The year is 1927 and the boy is not yet fifteen years of age, weighing in at a hundred and ten pounds after a solid meal.

The boy is worried, but does not show it. He is minutes away from his first fight, the virgin walk to ringside, the strange feeling that one is now the center of attention that this is no sparring session but the real thing, the first fight that one will never forget, regardless of outcome.

It has been a short ride. A few months before, wishing to learn self-defense, he signs up for boxing lessons at the gym in San Sebastian, his hometown in the Basque region of Spain, near the French border.

The gym is crowded with hungry fighters and little attention is paid to the boy, who trains himself, picking up knowledge from watching others, from imitating moves. After a few weeks of training and sparring with other green boys, a promoter offers him a fight and the boy agrees, eagerly wishing to prove himself.

The day before the bout the fourteen-year old boy learns that the match is a main event pro ten rounder against Martinez Segundo, a veteran of eighteen pro fights.

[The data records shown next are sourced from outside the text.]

//! Description rewriting: keyword-rich intro, original details kept.
//!
//! The original description is expected to use `★ SECTION:` markers. Inputs
//! without them still get the new intro but lose their body, so treat the
//! output as a draft to review.

use once_cell::sync::Lazy;
use regex::Regex;

/// Opens the colors line, e.g. `★ COLORS: Pink, Gold`.
pub const COLORS_MARKER_PATTERN: &str = r"★ COLORS?:";
/// Opens the selling-points section that the new intro replaces.
pub const LOVE_MARKER_PATTERN: &str = r"★ WHY YOU'?LL LOVE THESE?:";
/// Character that starts every section header.
pub const SECTION_BULLET: char = '★';

/// Title keywords and the style word they map to, first match wins.
pub const STYLE_KEYWORDS: &[(&str, &str)] = &[
    ("boho", "boho"),
    ("minimalist", "minimalist"),
    ("elegant", "elegant"),
    ("vintage", "vintage"),
    ("retro", "retro"),
    ("romantic", "romantic"),
    ("cute", "cute"),
    ("kawaii", "kawaii"),
    ("botanical", "botanical"),
    ("floral", "floral"),
    ("modern", "modern"),
    ("statement", "statement"),
    ("glamour", "glamorous"),
    ("bridal", "bridal"),
    ("coquette", "coquette"),
];

pub const COLOR_KEYWORDS: &[&str] = &[
    "blue", "red", "pink", "orange", "green", "yellow", "purple", "black", "white", "gold",
    "silver", "coral", "burgundy", "vanilla", "beige", "navy", "turquoise", "lilac", "pastel",
];

const DEFAULT_STYLE: &str = "unique";
const DEFAULT_COLORS: &str = "mixed";
const MAX_TITLE_COLORS: usize = 3;

const LOVE_SECTION: &str = "WHY YOU'LL LOVE THESE:
- Unique handmade design - no two pairs are exactly alike
- Ultra-lightweight (3-5g per pair) - comfortable all day wear
- Hypoallergenic surgical steel hooks - safe for sensitive ears
- Made with premium polymer clay
- Ships from EU - fast delivery across Europe";

static FOOTER: Lazy<Regex> =
    Lazy::new(|| Regex::new(r"(?m)\n─+\n.*?•.*$").expect("valid footer pattern"));
static BLANK_RUN: Lazy<Regex> = Lazy::new(|| Regex::new(r"\n\n+").expect("valid pattern"));
static TRIPLE_NEWLINE: Lazy<Regex> = Lazy::new(|| Regex::new(r"\n{3,}").expect("valid pattern"));
static EMOJI: Lazy<Regex> = Lazy::new(|| {
    Regex::new(concat!(
        "[",
        "\u{1F600}-\u{1F64F}",
        "\u{1F300}-\u{1F5FF}",
        "\u{1F680}-\u{1F6FF}",
        "\u{1F1E0}-\u{1F1FF}",
        "\u{2702}-\u{27B0}",
        "\u{24C2}-\u{1F251}",
        "\u{1F926}-\u{1F937}",
        "\u{10000}-\u{10FFFF}",
        "\u{2640}-\u{2642}",
        "\u{2600}-\u{2B55}",
        "\u{200D}\u{23CF}\u{23E9}\u{231A}\u{FE0F}\u{3030}",
        "]+"
    ))
    .expect("valid emoji pattern")
});

/// Compiled section markers. Build custom ones for shops that use other headings.
#[derive(Debug, Clone)]
pub struct DescriptionMarkers {
    colors_line: Regex,
    colors_start: Regex,
    love_start: Regex,
    section_bullet: char,
}

impl DescriptionMarkers {
    pub fn new(
        colors_marker: &str,
        love_marker: &str,
        section_bullet: char,
    ) -> Result<Self, regex::Error> {
        let bullet = regex::escape(&section_bullet.to_string());
        Ok(Self {
            colors_line: Regex::new(&format!(r"{colors_marker}\s*([^\n{bullet}]+)"))?,
            colors_start: Regex::new(colors_marker)?,
            love_start: Regex::new(love_marker)?,
            section_bullet,
        })
    }

    /// Text after the colors marker, up to the end of its line.
    pub fn colors(&self, description: &str) -> Option<String> {
        self.colors_line
            .captures(description)
            .and_then(|caps| caps.get(1))
            .map(|m| m.as_str().trim().to_string())
            .filter(|c| !c.is_empty())
    }

    /// Everything from the colors marker on, minus the "why you'll love" section.
    pub fn details(&self, description: &str) -> String {
        let Some(start) = self.colors_start.find(description) else {
            return String::new();
        };
        let mut rest = description[start.start()..].to_string();

        if let Some((start, marker_end)) = self.love_start.find(&rest).map(|m| (m.start(), m.end())) {
            let end = rest[marker_end..]
                .find(self.section_bullet)
                .map_or(rest.len(), |i| marker_end + i);
            rest.replace_range(start..end, "");
        }

        BLANK_RUN.replace_all(&rest, "\n\n").into_owned()
    }
}

impl Default for DescriptionMarkers {
    fn default() -> Self {
        Self::new(COLORS_MARKER_PATTERN, LOVE_MARKER_PATTERN, SECTION_BULLET)
            .expect("built-in markers are valid patterns")
    }
}

/// Product name, style and colors guessed from a (fixed) title.
#[derive(Debug, Clone, PartialEq, Eq)]
pub struct ProductInfo {
    pub name: String,
    pub style: String,
    pub colors: String,
}

pub fn extract_product_info(title: &str) -> ProductInfo {
    let name = title.split(',').next().unwrap_or(title).trim().to_string();
    let lower = title.to_lowercase();

    let style = STYLE_KEYWORDS
        .iter()
        .find(|(keyword, _)| lower.contains(keyword))
        .map_or(DEFAULT_STYLE, |&(_, style)| style)
        .to_string();

    let colors: Vec<String> = COLOR_KEYWORDS
        .iter()
        .filter(|c| lower.contains(*c))
        .take(MAX_TITLE_COLORS)
        .map(|c| capitalize(c))
        .collect();

    ProductInfo {
        name,
        style,
        colors: if colors.is_empty() {
            DEFAULT_COLORS.to_string()
        } else {
            colors.join(", ")
        },
    }
}

/// Drops blank and emoji-only lines before the first line with real text.
pub fn strip_leading_emoji(text: &str) -> String {
    text.lines()
        .skip_while(|line| EMOJI.replace_all(line.trim(), "").trim().is_empty())
        .collect::<Vec<_>>()
        .join("\n")
}

/// Rebuilds a description around a fixed title.
pub fn fix_description(description: &str, title: &str) -> String {
    fix_description_with(description, title, &DescriptionMarkers::default())
}

pub fn fix_description_with(description: &str, title: &str, markers: &DescriptionMarkers) -> String {
    let description = strip_leading_emoji(description);
    let info = extract_product_info(title);
    let colors = markers.colors(&description).unwrap_or(info.colors);

    let intro = format!(
        "Handmade {} crafted with premium polymer clay in Poland. \
         These beautiful {} earrings feature {} tones and hypoallergenic surgical steel hooks. \
         Perfect unique gift for her - ships within 24-48h across EU!\n\n{LOVE_SECTION}",
        info.name.to_lowercase(),
        info.style,
        colors.to_lowercase(),
    );

    let full = format!("{intro}\n\n{}", markers.details(&description).trim());
    let full = FOOTER.replace_all(&full, "");
    let full = TRIPLE_NEWLINE.replace_all(&full, "\n\n");
    full.trim().to_string()
}

fn capitalize(word: &str) -> String {
    let mut chars = word.chars();
    match chars.next() {
        Some(first) => first.to_uppercase().chain(chars).collect(),
        None => String::new(),
    }
}

#[cfg(test)]
mod tests {
    use super::*;

    const ORIGINAL: &str = "🌸✨\n\n★ COLORS: Pastel Pink, Gold\n\n★ WHY YOU'LL LOVE THESE:\n- old point\n- another\n\n★ DETAILS:\n- Length: 4 cm\n\n\n\n★ CARE:\nKeep dry.\n─────\n#earrings • #handmade • #gift";

    #[test]
    fn test_extract_product_info() {
        let info = extract_product_info("Polymer Clay Boho Earrings, Pink and Gold Daisy");
        assert_eq!(info.name, "Polymer Clay Boho Earrings");
        assert_eq!(info.style, "boho");
        assert_eq!(info.colors, "Pink, Gold");
    }

    #[test]
    fn test_extract_product_info_defaults() {
        let info = extract_product_info("Polymer Clay Hoops");
        assert_eq!(info.style, "unique");
        assert_eq!(info.colors, "mixed");
    }

    #[test]
    fn test_colors_limited_to_three() {
        let info = extract_product_info("Blue Red Pink Orange Studs");
        assert_eq!(info.colors, "Blue, Red, Pink");
    }

    #[test]
    fn test_strip_leading_emoji() {
        assert_eq!(strip_leading_emoji("🌸✨\n\n  \nHello 🌸\nWorld"), "Hello 🌸\nWorld");
        assert_eq!(strip_leading_emoji("Plain text"), "Plain text");
    }

    #[test]
    fn test_keywords_in_first_160_chars() {
        let fixed = fix_description(ORIGINAL, "Polymer Clay Boho Earrings, Gift for Her");
        let head: String = fixed.chars().take(160).collect();
        assert!(head.contains("polymer clay"));
        assert!(head.contains("Handmade"));
        assert!(head.contains("boho earrings"));
    }

    #[test]
    fn test_colors_taken_from_marker() {
        let fixed = fix_description(ORIGINAL, "Polymer Clay Blue Studs");
        assert!(fixed.contains("feature pastel pink, gold tones"));
    }

    #[test]
    fn test_old_love_section_and_footer_removed() {
        let fixed = fix_description(ORIGINAL, "Polymer Clay Boho Earrings");
        assert!(!fixed.contains("old point"));
        assert_eq!(fixed.matches("WHY YOU'LL LOVE THESE:").count(), 1);
        assert!(fixed.contains("★ COLORS: Pastel Pink, Gold"));
        assert!(fixed.contains("★ DETAILS:\n- Length: 4 cm\n\n★ CARE:"));
        assert!(fixed.ends_with("Keep dry."));
        assert!(!fixed.contains('•'));
        assert!(!fixed.contains("\n\n\n"));
        assert!(!fixed.starts_with('🌸'));
    }

    #[test]
    fn test_description_without_markers_gets_intro_only() {
        let fixed = fix_description("Just some text", "Polymer Clay Hoops");
        assert!(fixed.starts_with("Handmade polymer clay hoops crafted"));
        assert!(fixed.ends_with("fast delivery across Europe"));
        assert!(!fixed.contains("Just some text"));
    }

    #[test]
    fn test_custom_markers() {
        let markers = DescriptionMarkers::new(r"# Colours:", r"# Why:", '#').unwrap();
        let original = "# Colours: Mint\n# Why:\n- nice\n# Size: small";
        let fixed = fix_description_with(original, "Polymer Clay Studs", &markers);
        assert!(fixed.contains("feature mint tones"));
        assert!(fixed.contains("# Colours: Mint\n# Size: small"));
        assert!(!fixed.contains("- nice"));
    }
}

I'm being set up -the boy thinks- I'm expected to be another notch on Martinez' record, an easy knockout to pad his record. I have not even fought as an amateur and my first fight ever is going to be a ten-rounder. It's not fair, but I am not going to back down. I gave my word and I will do my best tonight.

The boy's name is Julian Echevarria, but in the Basque region they call him Fillo -which means child or boy- because of his small size in a land that is producing big men of the ring, like Paolino Uzcudun and Isidoro Gastañaga.

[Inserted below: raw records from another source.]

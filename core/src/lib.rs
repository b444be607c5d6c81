/*
    etsy-seo-rs | Rust CLI tool to audit and fix Etsy listing SEO.
    Copyright (C) 2025  Israel Alberto Roldan Vega

    This program is free software: you can redistribute it and/or modify
    it under the terms of the GNU Affero General Public License as published
    by the Free Software Foundation, either version 3 of the License, or
    (at your option) any later version.

    This program is distributed in the hope that it will be useful,
    but WITHOUT ANY WARRANTY; without even the implied warranty of
    MERCHANTABILITY or FITNESS FOR A PARTICULAR PURPOSE.  See the
    GNU Affero General Public License for more details.

    You should have received a copy of the GNU Affero General Public License
    along with this program.  If not, see <https://www.gnu.org/licenses/>.
*/

pub mod auth;
pub mod bulk;
pub mod client;
pub mod config;
pub mod http;
pub mod listings;
pub mod models;
pub mod rate_limit;
pub mod seo;
pub mod token;
pub mod validation;

// Re-export key items for convenience
pub use auth::{AuthError, Authenticator, BrowserPrompt, ConsentPrompt};
pub use client::{ClientError, EtsyClient};
pub use config::{Config, ConfigError};
pub use listings::{AuditRules, ListingError, ListingManager};
pub use models::{AuditReport, Listing, ListingAudit, ListingUpdate, UpdateOutcome};
pub use seo::SeoError;
pub use token::{Token, TokenError, TokenStore};
pub use validation::ValidationError;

The arena in San Sebastian is packed with men wearing berets and smoking brown cigars. Martinez Segundo -a grown man with a five o'clock shadow and battle scars on his face- is several pounds heavier than the boy.

Martinez comes out confidently, looking to end the fight quickly with a swift blow well delivered against the chin of the inexperienced child. The first hook lands and the boy does not flinch, but counters with awkward punches thrown with wild abandon. Martinez Segundo lands a second hard shot followed by a quick combination and the scrawny kid answers with a volley of his own, rocking the experienced fighter with a roundhouse punch.

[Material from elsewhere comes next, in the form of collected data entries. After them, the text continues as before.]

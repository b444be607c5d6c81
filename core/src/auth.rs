/*
    etsy-seo-rs | Rust CLI tool to audit and fix Etsy listing SEO.
    Copyright (C) 2025  Israel Alberto Roldan Vega

    This program is free software: you can redistribute it and/or modify
    it under the terms of the GNU Affero General Public License as published
    by the Free Software Foundation, either version 3 of the License, or
    (at your option) any later version.

    This program is distributed in the hope that it will be useful,
    but WITHOUT ANY WARRANTY; without even the implied warranty of
    MERCHANTABILITY or FITNESS FOR A PARTICULAR PURPOSE.  See the
    GNU Affero General Public License for more details.

    You should have received a copy of the GNU Affero General Public License
    along with this program.  If not, see <https://www.gnu.org/licenses/>.
*/

use crate::config::Config;
use crate::http::build_client;
use crate::token::{Token, TokenError, TokenStore};
use base64::{engine::general_purpose::URL_SAFE_NO_PAD, Engine};
use log::{debug, info, warn};
use rand::{rngs::OsRng, RngCore};
use sha2::{Digest, Sha256};
use std::net::SocketAddr;
use std::time::Duration;
use thiserror::Error;
use tokio::io::{AsyncBufReadExt, AsyncWriteExt, BufReader};
use tokio::net::TcpListener;
use url::Url;

/// Bytes of entropy behind the PKCE verifier (86 base64url characters).
const VERIFIER_BYTES: usize = 64;
const STATE_BYTES: usize = 16;
/// Upper bound on request header lines drained from the callback connection.
const MAX_CALLBACK_HEADER_LINES: usize = 100;

#[derive(Error, Debug)]
pub enum AuthError {
    #[error("No authorization code received")]
    MissingCode,
    #[error("Authorization was denied: {0}")]
    Denied(String),
    #[error("State mismatch in OAuth callback (possible CSRF attempt)")]
    StateMismatch,
    #[error("Token endpoint returned HTTP {status}: {body}")]
    TokenEndpoint { status: u16, body: String },
    #[error("Token request failed: {0}")]
    Http(#[from] reqwest::Error),
    #[error("Invalid URL: {0}")]
    InvalidUrl(String),
    #[error("OAuth callback listener failed: {0}")]
    Listener(#[from] std::io::Error),
    #[error("OAuth callback listener is already closed")]
    ListenerClosed,
    #[error("No OAuth callback received within {0:?}")]
    CallbackTimeout(Duration),
    #[error("Token endpoint response is not a valid token: {0}")]
    MalformedToken(#[source] serde_json::Error),
    #[error(transparent)]
    Store(#[from] TokenError),
}

/// PKCE verifier and its S256 challenge.
#[derive(Debug, Clone)]
pub struct PkcePair {
    pub verifier: String,
    pub challenge: String,
}

impl PkcePair {
    pub fn generate() -> Self {
        let mut bytes = [0u8; VERIFIER_BYTES];
        OsRng.fill_bytes(&mut bytes);
        let verifier = URL_SAFE_NO_PAD.encode(bytes);
        let challenge = challenge_for(&verifier);
        Self {
            verifier,
            challenge,
        }
    }
}

/// base64url(SHA-256(verifier)) without padding.
pub fn challenge_for(verifier: &str) -> String {
    URL_SAFE_NO_PAD.encode(Sha256::digest(verifier.as_bytes()))
}

/// Random anti-CSRF value echoed back by the consent screen.
pub fn random_state() -> String {
    let mut bytes = [0u8; STATE_BYTES];
    OsRng.fill_bytes(&mut bytes);
    URL_SAFE_NO_PAD.encode(bytes)
}

/// Query parameters captured from the redirect.
#[derive(Debug, Clone, Default, PartialEq, Eq)]
pub struct CallbackParams {
    pub code: Option<String>,
    pub state: Option<String>,
    pub error: Option<String>,
}

#[derive(Debug, Clone, Copy, PartialEq, Eq)]
pub enum CallbackState {
    AwaitingCallback,
    Received,
    Closed,
}

/// Short-lived local HTTP listener that serves exactly one redirect.
pub struct CallbackListener {
    listener: Option<TcpListener>,
    local_addr: SocketAddr,
    state: CallbackState,
}

impl CallbackListener {
    /// Binds to the host and port of the redirect URI.
    pub async fn bind(redirect_uri: &Url) -> Result<Self, AuthError> {
        let host = redirect_uri
            .host_str()
            .ok_or_else(|| AuthError::InvalidUrl(format!("{redirect_uri} has no host")))?
            .trim_start_matches('[')
            .trim_end_matches(']')
            .to_string();
        let port = redirect_uri
            .port_or_known_default()
            .ok_or_else(|| AuthError::InvalidUrl(format!("{redirect_uri} has no port")))?;

        let listener = TcpListener::bind((host.as_str(), port)).await?;
        let local_addr = listener.local_addr()?;
        debug!("OAuth callback listener bound to {local_addr}");

        Ok(Self {
            listener: Some(listener),
            local_addr,
            state: CallbackState::AwaitingCallback,
        })
    }

    pub fn local_addr(&self) -> SocketAddr {
        self.local_addr
    }

    pub fn state(&self) -> CallbackState {
        self.state
    }

    /// Accepts one connection, answers it and shuts the listener down.
    ///
    /// The listener is closed afterwards whatever the outcome; a second call
    /// fails with [`AuthError::ListenerClosed`].
    pub async fn receive(&mut self) -> Result<CallbackParams, AuthError> {
        self.receive_within(None).await
    }

    /// Like [`receive`](Self::receive), giving up after `limit` when one is set.
    ///
    /// A timeout also closes the listener.
    pub async fn receive_within(
        &mut self,
        limit: Option<Duration>,
    ) -> Result<CallbackParams, AuthError> {
        let listener = self.listener.take().ok_or(AuthError::ListenerClosed)?;
        let serve = Self::serve_once(listener, &mut self.state);
        let result = match limit {
            Some(limit) => tokio::time::timeout(limit, serve)
                .await
                .unwrap_or(Err(AuthError::CallbackTimeout(limit))),
            None => serve.await,
        };
        self.state = CallbackState::Closed;
        result
    }

    async fn serve_once(
        listener: TcpListener,
        state: &mut CallbackState,
    ) -> Result<CallbackParams, AuthError> {
        let (mut stream, peer) = listener.accept().await?;
        drop(listener);
        debug!("OAuth callback connection from {peer}");

        let (read_half, mut write_half) = stream.split();
        let mut reader = BufReader::new(read_half);

        let mut request_line = String::new();
        reader.read_line(&mut request_line).await?;

        for _ in 0..MAX_CALLBACK_HEADER_LINES {
            let mut line = String::new();
            let n = reader.read_line(&mut line).await?;
            if n == 0 || line.trim().is_empty() {
                break;
            }
        }

        let params = parse_callback_request(&request_line);
        *state = CallbackState::Received;

        let body = if params.code.is_some() {
            "<html><body><h2>Authentication successful!</h2>\
             <p>You can close this tab and return to the terminal.</p></body></html>"
        } else {
            "<html><body><h2>Authentication failed.</h2>\
             <p>No authorization code was received. Check the terminal.</p></body></html>"
        };
        let response = format!(
            "HTTP/1.1 200 OK\r\nContent-Type: text/html; charset=utf-8\r\n\
             Content-Length: {}\r\nConnection: close\r\n\r\n{}",
            body.len(),
            body
        );
        write_half.write_all(response.as_bytes()).await?;
        write_half.shutdown().await?;

        Ok(params)
    }
}

/// Extracts `code`, `state` and `error` from an HTTP request line such as
/// `GET /callback?code=abc&state=xyz HTTP/1.1`. Empty values count as absent.
pub fn parse_callback_request(request_line: &str) -> CallbackParams {
    let mut params = CallbackParams::default();
    let target = request_line.split_whitespace().nth(1).unwrap_or("/");

    let Some(url) = Url::parse("http://localhost/")
        .ok()
        .and_then(|base| base.join(target).ok())
    else {
        return params;
    };

    for (key, value) in url.query_pairs() {
        if value.is_empty() {
            continue;
        }
        match key.as_ref() {
            "code" => params.code = Some(value.into_owned()),
            "state" => params.state = Some(value.into_owned()),
            "error" => params.error = Some(value.into_owned()),
            _ => {}
        }
    }
    params
}

/// Shows the consent URL to the user.
pub trait ConsentPrompt: Send + Sync {
    fn present(&self, url: &Url);
}

/// Prints the consent URL and tries to open it in the default browser.
pub struct BrowserPrompt;

impl ConsentPrompt for BrowserPrompt {
    fn present(&self, url: &Url) {
        println!("Opening browser for Etsy authorization...");
        println!("If the browser doesn't open, visit:\n  {url}\n");
        if let Err(e) = open::that(url.as_str()) {
            warn!("Could not open browser: {e}");
        }
    }
}

/// Runs the OAuth2 authorization code flow with PKCE against Etsy.
pub struct Authenticator {
    client_id: String,
    redirect_uri: Url,
    scopes: String,
    auth_url: String,
    token_url: String,
    callback_timeout: Option<Duration>,
    store: TokenStore,
    http: reqwest::Client,
}

impl Authenticator {
    pub fn new(config: &Config) -> Self {
        Self {
            client_id: config.api_key.clone(),
            redirect_uri: config.redirect_uri.clone(),
            scopes: config.scopes.clone(),
            auth_url: config.auth_url.clone(),
            token_url: config.token_url.clone(),
            callback_timeout: config.callback_timeout,
            store: TokenStore::new(&config.token_file),
            http: build_client(),
        }
    }

    pub fn store(&self) -> &TokenStore {
        &self.store
    }

    pub fn authorize_url(&self, code_challenge: &str, state: &str) -> Result<Url, AuthError> {
        Url::parse_with_params(
            &self.auth_url,
            &[
                ("response_type", "code"),
                ("redirect_uri", self.redirect_uri.as_str()),
                ("scope", self.scopes.as_str()),
                ("client_id", self.client_id.as_str()),
                ("state", state),
                ("code_challenge", code_challenge),
                ("code_challenge_method", "S256"),
            ],
        )
        .map_err(|e| AuthError::InvalidUrl(format!("{}: {e}", self.auth_url)))
    }

    /// Returns the cached token, or runs the browser flow when none is stored.
    pub async fn load_or_authenticate(&self) -> Result<Token, AuthError> {
        if self.store.exists() {
            return Ok(self.store.load()?);
        }
        info!("No token found, starting authentication...");
        self.authenticate().await
    }

    pub async fn authenticate(&self) -> Result<Token, AuthError> {
        self.authenticate_with(&BrowserPrompt).await
    }

    /// Full PKCE flow:
    /// 1. Generates the verifier/challenge pair and an anti-CSRF state.
    /// 2. Binds the callback listener on the redirect URI.
    /// 3. Presents the consent URL and waits for exactly one redirect.
    /// 4. Exchanges the code for a token and persists the raw response.
    pub async fn authenticate_with(&self, prompt: &dyn ConsentPrompt) -> Result<Token, AuthError> {
        let pkce = PkcePair::generate();
        let state = random_state();
        let url = self.authorize_url(&pkce.challenge, &state)?;

        // Bind before presenting the URL so a fast redirect cannot be missed.
        let mut listener = CallbackListener::bind(&self.redirect_uri).await?;
        info!(
            "Waiting for authorization callback on {} ...",
            listener.local_addr()
        );
        prompt.present(&url);

        let params = listener.receive_within(self.callback_timeout).await?;

        let Some(code) = params.code else {
            return Err(match params.error {
                Some(reason) => AuthError::Denied(reason),
                None => AuthError::MissingCode,
            });
        };
        if params.state.as_deref() != Some(state.as_str()) {
            return Err(AuthError::StateMismatch);
        }

        let raw = self.exchange_code(&code, &pkce.verifier).await?;
        self.store.save_raw(&raw)?;
        info!("Token saved to {}", self.store.path().display());

        serde_json::from_value(raw).map_err(AuthError::MalformedToken)
    }

    /// Trades an authorization code and verifier for the token endpoint's JSON.
    pub async fn exchange_code(
        &self,
        code: &str,
        verifier: &str,
    ) -> Result<serde_json::Value, AuthError> {
        let form = [
            ("grant_type", "authorization_code"),
            ("client_id", self.client_id.as_str()),
            ("redirect_uri", self.redirect_uri.as_str()),
            ("code", code),
            ("code_verifier", verifier),
        ];

        let response = self.http.post(&self.token_url).form(&form).send().await?;
        let status = response.status();
        if !status.is_success() {
            let body = response.text().await.unwrap_or_default();
            return Err(AuthError::TokenEndpoint {
                status: status.as_u16(),
                body,
            });
        }

        Ok(response.json().await?)
    }
}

The pattern is set in the first round. Martinez is the better boxer but his power does not make a dent on the hard little boy from San Sebastian. Fillo, the raw novice, is tough, hits hard enough to hurt Martinez and is also endowed with an abundance of heart.

Martinez boxes, throws combinations and attempts to side step and confuse the boy. Echevarria attacks, misses two, three, two more, but also connects, raising angry welts on his opponent's flesh. Martinez Segundo backs up, attempts to counter punch. Fillo does not offer the pause, constantly swinging, hooking, swarming, chopping down the seasoned fighter with desperate energy.

Martinez Segundo collapses in the sixth round, the first victim of the boy's raw power and iron will. Fillo Echevarria has won the first fight of his life, becoming a prospect in Spanish boxing circles.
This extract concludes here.